Try it.
Check every line below for the word "Length" and show those that hold it.

Data extracted from a collection.
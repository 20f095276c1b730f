//! Splits a status line into markup tokens.
//!
//! Matching follows a fixed priority, longest relevant prefix first:
//!
//! 1. line feed: [`EndOfLine`]
//! 2. fewer than 2 bytes left: one byte
//! 3. `{F`, `{S`
//! 4. fewer than 3 bytes left: one byte
//! 5. `{CF`, `{CB`, `{AR`
//! 6. `0x`/`0X` followed by 8 hex digits (color literal)
//! 7. optional `-` followed by a run of decimal digits
//! 8. anything else: one byte
//!
//! The short-input rules come before the numeric rule, so a number in the
//! last two bytes of a line is split into single digits.

use std::sync::LazyLock;

use regex::bytes::Regex;
use statbar_ir::Span;

/// Length of a `0xAARRGGBB` color literal.
const COLOR_LITERAL_LEN: usize = 10;

#[allow(
    clippy::expect_used,
    reason = "the pattern is a constant; failure would be a programming error"
)]
static COLOR_LITERAL: LazyLock<Regex> = LazyLock::new(|| {
    Regex::new(r"^0[xX][0-9a-fA-F]{8}$").expect("color literal pattern is valid")
});

/// Raised when the tokenizer reaches a line feed or runs out of input.
///
/// Not a failure: the caller stops scanning the current line.
#[derive(Copy, Clone, Debug, Eq, PartialEq, thiserror::Error)]
#[error("end of line")]
pub struct EndOfLine;

/// Classification of a token's bytes.
#[derive(Copy, Clone, Debug, Eq, PartialEq, Hash)]
pub enum TokenKind {
    /// `{F`
    FontOpen,
    /// `{S`
    ScreenOpen,
    /// `{CF`
    ForegroundOpen,
    /// `{CB`
    BackgroundOpen,
    /// `{AR`
    AlignRight,
    /// `0xAARRGGBB`
    Color,
    /// `-?[0-9]+`, or a single digit near the end of the line
    Number,
    LeftBrace,
    RightBrace,
    Comma,
    Backslash,
    /// Any other single byte.
    Char,
}

impl TokenKind {
    /// Whether this token opens a style directive.
    pub fn is_directive(self) -> bool {
        matches!(
            self,
            TokenKind::FontOpen
                | TokenKind::ScreenOpen
                | TokenKind::ForegroundOpen
                | TokenKind::BackgroundOpen
                | TokenKind::AlignRight
        )
    }
}

/// One token: its kind, its bytes, and where the bytes sit in the line.
#[derive(Copy, Clone, Debug, Eq, PartialEq)]
pub struct Token<'a> {
    pub kind: TokenKind,
    pub text: &'a [u8],
    pub span: Span,
}

/// Classify a one-byte token.
fn single(byte: u8) -> TokenKind {
    match byte {
        b'{' => TokenKind::LeftBrace,
        b'}' => TokenKind::RightBrace,
        b',' => TokenKind::Comma,
        b'\\' => TokenKind::Backslash,
        b'0'..=b'9' => TokenKind::Number,
        _ => TokenKind::Char,
    }
}

/// Length of `-?[0-9]*` at the start of `data`, and whether it held a digit.
fn number_len(data: &[u8]) -> (usize, bool) {
    let sign = usize::from(data.first() == Some(&b'-'));
    let digits = data[sign..].iter().take_while(|b| b.is_ascii_digit()).count();
    (sign + digits, digits > 0)
}

/// Find the next token at the start of `data`.
///
/// Returns the number of bytes the token consumes (the token's bytes are
/// `&data[..len]`) together with its kind.
pub fn split_token(data: &[u8]) -> Result<(usize, TokenKind), EndOfLine> {
    let found = match data {
        [] | [b'\n', ..] => return Err(EndOfLine),
        [only] => (1, single(*only)),
        [b'{', b'F', ..] => (2, TokenKind::FontOpen),
        [b'{', b'S', ..] => (2, TokenKind::ScreenOpen),
        [first, _] => (1, single(*first)),
        [b'{', b'C', b'F', ..] => (3, TokenKind::ForegroundOpen),
        [b'{', b'C', b'B', ..] => (3, TokenKind::BackgroundOpen),
        [b'{', b'A', b'R', ..] => (3, TokenKind::AlignRight),
        _ if data.len() >= COLOR_LITERAL_LEN
            && COLOR_LITERAL.is_match(&data[..COLOR_LITERAL_LEN]) =>
        {
            (COLOR_LITERAL_LEN, TokenKind::Color)
        }
        [b'0'..=b'9' | b'-', ..] => match number_len(data) {
            (len, true) => (len, TokenKind::Number),
            (_, false) => (1, single(data[0])),
        },
        [first, ..] => (1, single(*first)),
    };
    Ok(found)
}

/// Pull-style tokenizer over one line.
///
/// Holds only a position; the color pattern it uses is shared and
/// read-only, so independent tokenizers may run on different threads.
#[derive(Clone, Debug)]
pub struct Tokenizer<'a> {
    src: &'a [u8],
    pos: usize,
}

impl<'a> Tokenizer<'a> {
    pub fn new(line: &'a str) -> Self {
        Tokenizer {
            src: line.as_bytes(),
            pos: 0,
        }
    }

    /// Produce the next token.
    ///
    /// Once [`EndOfLine`] is returned, every later call returns it too.
    pub fn next_token(&mut self) -> Result<Token<'a>, EndOfLine> {
        let rest = &self.src[self.pos..];
        let (len, kind) = split_token(rest)?;
        let start = self.pos;
        self.pos += len;
        tracing::trace!(?kind, start, len, "token");
        Ok(Token {
            kind,
            text: &rest[..len],
            span: Span::saturating_from_range(start..self.pos),
        })
    }
}

impl<'a> Iterator for Tokenizer<'a> {
    type Item = Token<'a>;

    fn next(&mut self) -> Option<Token<'a>> {
        self.next_token().ok()
    }
}

#[cfg(test)]
#[allow(
    clippy::unwrap_used,
    reason = "tests use unwrap to panic on unexpected state"
)]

Task answer.
/// Length of a `0xAARRGGBB` color literal.
/// Length of `-?[0-9]*` at the start of `data`, and whether it held a digit.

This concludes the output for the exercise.